[Problem] Go over the entries and report the lines where the word "super" occurs.

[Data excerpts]
[Start of section]

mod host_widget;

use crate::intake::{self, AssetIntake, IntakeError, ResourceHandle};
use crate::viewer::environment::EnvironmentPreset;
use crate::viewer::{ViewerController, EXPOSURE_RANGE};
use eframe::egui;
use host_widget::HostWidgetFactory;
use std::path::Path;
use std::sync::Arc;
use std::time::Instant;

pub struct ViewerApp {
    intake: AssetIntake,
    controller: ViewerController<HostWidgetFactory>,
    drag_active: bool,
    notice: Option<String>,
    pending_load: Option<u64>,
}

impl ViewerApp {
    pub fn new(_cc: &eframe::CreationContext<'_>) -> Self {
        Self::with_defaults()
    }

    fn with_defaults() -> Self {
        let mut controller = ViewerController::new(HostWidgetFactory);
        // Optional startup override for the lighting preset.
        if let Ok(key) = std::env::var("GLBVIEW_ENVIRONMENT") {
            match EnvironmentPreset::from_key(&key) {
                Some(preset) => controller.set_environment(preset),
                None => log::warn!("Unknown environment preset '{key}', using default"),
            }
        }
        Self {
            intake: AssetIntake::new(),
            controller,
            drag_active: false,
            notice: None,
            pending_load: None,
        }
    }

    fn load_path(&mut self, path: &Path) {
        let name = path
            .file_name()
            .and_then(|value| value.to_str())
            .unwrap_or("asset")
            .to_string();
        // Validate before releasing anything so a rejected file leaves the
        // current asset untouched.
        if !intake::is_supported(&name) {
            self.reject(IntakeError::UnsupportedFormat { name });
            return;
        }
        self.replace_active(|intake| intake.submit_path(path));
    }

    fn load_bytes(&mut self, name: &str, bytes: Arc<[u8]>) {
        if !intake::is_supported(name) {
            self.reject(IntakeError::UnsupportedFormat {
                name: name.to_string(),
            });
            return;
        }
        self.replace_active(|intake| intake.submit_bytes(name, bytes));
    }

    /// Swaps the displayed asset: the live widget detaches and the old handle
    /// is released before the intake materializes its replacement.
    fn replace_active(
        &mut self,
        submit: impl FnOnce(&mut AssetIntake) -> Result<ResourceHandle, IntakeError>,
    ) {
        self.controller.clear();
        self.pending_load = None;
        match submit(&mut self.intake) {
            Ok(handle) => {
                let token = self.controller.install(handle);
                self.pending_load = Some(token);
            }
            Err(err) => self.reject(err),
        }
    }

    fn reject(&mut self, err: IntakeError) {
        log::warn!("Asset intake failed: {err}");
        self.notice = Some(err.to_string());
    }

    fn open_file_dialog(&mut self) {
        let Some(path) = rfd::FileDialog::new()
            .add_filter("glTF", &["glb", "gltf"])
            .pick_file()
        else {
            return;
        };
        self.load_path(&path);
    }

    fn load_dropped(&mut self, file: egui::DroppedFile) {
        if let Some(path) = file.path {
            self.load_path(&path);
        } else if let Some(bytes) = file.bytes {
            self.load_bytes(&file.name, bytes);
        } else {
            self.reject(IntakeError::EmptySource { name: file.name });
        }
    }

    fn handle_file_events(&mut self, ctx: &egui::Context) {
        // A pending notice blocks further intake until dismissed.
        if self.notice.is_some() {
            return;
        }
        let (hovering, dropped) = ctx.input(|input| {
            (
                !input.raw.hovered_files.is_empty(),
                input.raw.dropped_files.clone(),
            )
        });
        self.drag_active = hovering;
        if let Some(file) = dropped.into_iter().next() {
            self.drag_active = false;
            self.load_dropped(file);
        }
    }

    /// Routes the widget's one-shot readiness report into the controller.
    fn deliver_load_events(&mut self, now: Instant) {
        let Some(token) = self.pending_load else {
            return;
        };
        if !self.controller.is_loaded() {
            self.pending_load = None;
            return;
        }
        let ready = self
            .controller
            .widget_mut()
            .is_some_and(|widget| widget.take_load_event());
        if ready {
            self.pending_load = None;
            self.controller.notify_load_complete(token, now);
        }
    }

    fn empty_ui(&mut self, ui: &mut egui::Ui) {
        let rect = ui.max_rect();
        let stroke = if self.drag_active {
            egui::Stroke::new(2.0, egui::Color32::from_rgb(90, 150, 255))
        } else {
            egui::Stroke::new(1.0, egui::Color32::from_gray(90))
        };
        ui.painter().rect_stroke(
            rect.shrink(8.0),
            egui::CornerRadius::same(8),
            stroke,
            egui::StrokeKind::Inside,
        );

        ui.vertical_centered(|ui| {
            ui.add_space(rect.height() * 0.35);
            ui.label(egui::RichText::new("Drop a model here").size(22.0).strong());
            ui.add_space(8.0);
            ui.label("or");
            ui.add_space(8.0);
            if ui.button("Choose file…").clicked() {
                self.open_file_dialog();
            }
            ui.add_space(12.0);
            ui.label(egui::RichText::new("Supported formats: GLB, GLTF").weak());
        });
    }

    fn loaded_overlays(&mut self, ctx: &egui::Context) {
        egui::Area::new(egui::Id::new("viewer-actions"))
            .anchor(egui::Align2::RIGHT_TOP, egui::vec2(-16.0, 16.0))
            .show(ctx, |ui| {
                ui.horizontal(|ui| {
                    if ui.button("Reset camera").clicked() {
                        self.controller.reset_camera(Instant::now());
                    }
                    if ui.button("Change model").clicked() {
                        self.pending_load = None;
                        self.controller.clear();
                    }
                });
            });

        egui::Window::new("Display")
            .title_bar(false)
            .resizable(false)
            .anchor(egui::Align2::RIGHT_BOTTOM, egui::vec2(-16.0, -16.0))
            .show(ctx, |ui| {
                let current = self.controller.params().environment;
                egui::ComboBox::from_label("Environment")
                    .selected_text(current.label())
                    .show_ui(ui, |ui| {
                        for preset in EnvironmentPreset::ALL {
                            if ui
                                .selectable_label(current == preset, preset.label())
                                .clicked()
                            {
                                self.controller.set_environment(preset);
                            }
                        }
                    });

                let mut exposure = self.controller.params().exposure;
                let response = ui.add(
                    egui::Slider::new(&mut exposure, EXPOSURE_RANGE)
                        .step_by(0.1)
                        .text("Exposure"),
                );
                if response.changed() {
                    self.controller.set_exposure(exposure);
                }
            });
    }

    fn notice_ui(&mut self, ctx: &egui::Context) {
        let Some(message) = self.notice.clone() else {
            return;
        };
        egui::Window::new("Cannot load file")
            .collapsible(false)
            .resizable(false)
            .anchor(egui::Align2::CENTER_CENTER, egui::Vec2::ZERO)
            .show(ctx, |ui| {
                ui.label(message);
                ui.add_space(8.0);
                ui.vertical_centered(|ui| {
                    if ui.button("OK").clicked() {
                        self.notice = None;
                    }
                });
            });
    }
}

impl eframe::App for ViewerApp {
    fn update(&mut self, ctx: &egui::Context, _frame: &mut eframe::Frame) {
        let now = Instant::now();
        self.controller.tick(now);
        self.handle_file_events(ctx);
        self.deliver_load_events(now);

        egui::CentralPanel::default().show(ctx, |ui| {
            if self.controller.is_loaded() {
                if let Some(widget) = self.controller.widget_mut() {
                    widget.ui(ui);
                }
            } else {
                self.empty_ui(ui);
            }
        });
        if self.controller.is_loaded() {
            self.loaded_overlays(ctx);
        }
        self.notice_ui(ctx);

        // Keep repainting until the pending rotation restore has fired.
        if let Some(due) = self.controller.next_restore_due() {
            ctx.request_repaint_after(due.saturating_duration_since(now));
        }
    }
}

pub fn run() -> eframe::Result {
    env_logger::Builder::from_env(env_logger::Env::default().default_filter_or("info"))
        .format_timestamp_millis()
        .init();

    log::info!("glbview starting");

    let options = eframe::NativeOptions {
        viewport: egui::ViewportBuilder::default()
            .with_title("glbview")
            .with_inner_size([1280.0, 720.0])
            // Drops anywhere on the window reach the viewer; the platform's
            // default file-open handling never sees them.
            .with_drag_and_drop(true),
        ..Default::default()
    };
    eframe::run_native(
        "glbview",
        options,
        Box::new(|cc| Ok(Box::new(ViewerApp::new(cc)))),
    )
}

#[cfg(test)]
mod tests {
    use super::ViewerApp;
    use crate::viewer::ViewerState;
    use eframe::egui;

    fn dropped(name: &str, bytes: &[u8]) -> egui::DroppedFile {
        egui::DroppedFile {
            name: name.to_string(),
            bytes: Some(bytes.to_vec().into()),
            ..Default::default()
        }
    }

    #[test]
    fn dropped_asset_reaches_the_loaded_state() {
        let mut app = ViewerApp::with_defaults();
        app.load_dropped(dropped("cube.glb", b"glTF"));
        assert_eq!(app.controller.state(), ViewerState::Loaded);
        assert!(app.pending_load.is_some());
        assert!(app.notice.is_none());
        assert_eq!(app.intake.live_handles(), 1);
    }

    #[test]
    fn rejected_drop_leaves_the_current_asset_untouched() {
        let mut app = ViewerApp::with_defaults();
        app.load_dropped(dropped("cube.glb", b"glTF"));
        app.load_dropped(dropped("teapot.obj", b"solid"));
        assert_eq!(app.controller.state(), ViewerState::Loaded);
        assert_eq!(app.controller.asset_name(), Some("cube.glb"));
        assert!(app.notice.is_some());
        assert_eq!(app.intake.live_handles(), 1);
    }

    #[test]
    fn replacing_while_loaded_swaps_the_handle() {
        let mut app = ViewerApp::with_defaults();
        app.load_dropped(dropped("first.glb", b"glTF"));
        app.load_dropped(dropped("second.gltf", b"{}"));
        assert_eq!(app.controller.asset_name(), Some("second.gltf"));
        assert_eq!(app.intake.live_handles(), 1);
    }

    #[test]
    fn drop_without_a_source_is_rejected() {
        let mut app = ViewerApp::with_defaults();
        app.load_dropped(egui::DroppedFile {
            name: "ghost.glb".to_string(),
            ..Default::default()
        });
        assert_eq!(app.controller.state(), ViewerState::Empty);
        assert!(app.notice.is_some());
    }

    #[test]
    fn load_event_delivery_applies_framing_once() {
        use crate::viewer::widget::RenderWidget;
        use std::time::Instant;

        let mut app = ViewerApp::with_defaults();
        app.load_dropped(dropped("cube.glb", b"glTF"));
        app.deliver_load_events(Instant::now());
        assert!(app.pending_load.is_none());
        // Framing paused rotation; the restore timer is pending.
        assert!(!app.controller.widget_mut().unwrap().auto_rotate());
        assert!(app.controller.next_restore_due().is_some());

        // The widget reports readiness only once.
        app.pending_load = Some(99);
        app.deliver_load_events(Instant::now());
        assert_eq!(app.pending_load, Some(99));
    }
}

[End of section]
[Start of section]

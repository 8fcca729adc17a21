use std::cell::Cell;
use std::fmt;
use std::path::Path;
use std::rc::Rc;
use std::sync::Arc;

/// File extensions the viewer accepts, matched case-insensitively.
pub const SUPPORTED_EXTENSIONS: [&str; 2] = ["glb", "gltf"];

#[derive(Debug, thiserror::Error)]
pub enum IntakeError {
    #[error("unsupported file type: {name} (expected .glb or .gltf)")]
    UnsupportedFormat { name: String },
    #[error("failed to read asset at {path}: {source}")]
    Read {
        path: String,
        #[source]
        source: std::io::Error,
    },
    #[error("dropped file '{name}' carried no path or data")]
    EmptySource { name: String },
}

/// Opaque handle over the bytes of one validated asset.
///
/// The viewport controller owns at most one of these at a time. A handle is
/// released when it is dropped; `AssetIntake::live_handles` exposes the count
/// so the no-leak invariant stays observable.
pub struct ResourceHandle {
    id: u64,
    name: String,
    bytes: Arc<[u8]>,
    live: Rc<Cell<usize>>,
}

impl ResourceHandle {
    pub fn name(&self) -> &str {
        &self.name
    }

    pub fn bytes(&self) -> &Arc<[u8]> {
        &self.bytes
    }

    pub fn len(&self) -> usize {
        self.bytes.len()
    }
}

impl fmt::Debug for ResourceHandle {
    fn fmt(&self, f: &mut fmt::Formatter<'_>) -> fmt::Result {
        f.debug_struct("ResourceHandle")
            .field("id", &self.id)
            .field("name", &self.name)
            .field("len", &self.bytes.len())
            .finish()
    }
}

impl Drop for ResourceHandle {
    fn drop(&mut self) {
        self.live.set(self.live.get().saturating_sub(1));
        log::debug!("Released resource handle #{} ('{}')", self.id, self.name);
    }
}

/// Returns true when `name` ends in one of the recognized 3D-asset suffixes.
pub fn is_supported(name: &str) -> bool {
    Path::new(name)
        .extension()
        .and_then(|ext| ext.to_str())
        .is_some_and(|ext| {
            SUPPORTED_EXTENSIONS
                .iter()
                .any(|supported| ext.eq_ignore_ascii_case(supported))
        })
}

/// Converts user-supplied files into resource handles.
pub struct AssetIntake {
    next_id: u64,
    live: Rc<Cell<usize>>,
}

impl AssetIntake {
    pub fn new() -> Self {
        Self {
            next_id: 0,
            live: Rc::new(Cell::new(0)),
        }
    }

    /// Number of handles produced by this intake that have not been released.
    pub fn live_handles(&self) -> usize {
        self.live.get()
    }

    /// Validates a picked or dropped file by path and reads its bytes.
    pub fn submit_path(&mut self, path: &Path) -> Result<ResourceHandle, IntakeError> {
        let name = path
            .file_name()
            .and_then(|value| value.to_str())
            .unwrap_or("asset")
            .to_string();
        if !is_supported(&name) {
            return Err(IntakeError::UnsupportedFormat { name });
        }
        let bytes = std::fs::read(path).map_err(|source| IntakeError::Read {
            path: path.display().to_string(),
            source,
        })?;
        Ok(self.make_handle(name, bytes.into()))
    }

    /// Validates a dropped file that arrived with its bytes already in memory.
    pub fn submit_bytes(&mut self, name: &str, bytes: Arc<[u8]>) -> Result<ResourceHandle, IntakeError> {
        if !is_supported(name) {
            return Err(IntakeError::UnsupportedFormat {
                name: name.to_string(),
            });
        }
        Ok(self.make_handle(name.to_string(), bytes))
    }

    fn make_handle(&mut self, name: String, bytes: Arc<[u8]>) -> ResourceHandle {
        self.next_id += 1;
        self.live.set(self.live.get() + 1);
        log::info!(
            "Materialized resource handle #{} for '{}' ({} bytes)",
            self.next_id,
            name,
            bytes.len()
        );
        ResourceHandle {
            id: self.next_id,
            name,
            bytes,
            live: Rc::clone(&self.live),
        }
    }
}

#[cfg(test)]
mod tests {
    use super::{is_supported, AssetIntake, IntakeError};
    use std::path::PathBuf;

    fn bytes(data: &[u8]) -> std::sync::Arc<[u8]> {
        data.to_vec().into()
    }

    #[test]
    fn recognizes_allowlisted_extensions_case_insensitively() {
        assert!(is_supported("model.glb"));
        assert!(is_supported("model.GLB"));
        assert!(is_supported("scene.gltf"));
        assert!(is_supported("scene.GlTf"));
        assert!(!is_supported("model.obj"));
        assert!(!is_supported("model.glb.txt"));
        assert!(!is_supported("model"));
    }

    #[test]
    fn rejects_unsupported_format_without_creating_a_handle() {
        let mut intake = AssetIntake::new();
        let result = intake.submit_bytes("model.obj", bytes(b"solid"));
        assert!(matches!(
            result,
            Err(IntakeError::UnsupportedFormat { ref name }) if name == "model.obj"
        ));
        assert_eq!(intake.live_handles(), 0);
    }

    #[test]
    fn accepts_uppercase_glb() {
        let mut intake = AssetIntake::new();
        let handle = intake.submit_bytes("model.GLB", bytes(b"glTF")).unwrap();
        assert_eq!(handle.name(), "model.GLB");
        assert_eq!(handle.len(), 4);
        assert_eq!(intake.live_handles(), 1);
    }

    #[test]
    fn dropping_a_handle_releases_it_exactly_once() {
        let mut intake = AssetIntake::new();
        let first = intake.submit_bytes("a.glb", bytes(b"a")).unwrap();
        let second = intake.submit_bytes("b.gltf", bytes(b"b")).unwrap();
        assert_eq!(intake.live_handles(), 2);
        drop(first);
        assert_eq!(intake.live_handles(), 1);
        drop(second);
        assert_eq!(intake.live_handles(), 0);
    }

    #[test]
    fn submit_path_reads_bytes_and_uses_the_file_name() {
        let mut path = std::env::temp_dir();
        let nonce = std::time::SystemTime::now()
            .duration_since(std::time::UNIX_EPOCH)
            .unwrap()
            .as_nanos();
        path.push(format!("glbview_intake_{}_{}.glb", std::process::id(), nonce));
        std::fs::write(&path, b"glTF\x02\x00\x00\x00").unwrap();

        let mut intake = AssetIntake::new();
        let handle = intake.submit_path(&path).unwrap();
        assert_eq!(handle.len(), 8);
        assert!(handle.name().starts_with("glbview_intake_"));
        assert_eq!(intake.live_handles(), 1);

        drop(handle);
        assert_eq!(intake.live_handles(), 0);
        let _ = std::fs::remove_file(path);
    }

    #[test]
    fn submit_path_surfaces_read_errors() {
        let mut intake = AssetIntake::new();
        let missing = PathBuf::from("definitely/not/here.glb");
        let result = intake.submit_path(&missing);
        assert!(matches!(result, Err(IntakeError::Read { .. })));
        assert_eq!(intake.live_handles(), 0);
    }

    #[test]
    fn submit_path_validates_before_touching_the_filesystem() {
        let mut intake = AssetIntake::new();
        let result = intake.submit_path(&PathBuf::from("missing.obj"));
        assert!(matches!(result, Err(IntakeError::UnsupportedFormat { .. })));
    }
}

[End of section]

[Reply]
    use super::ViewerApp;
    use super::{is_supported, AssetIntake, IntakeError};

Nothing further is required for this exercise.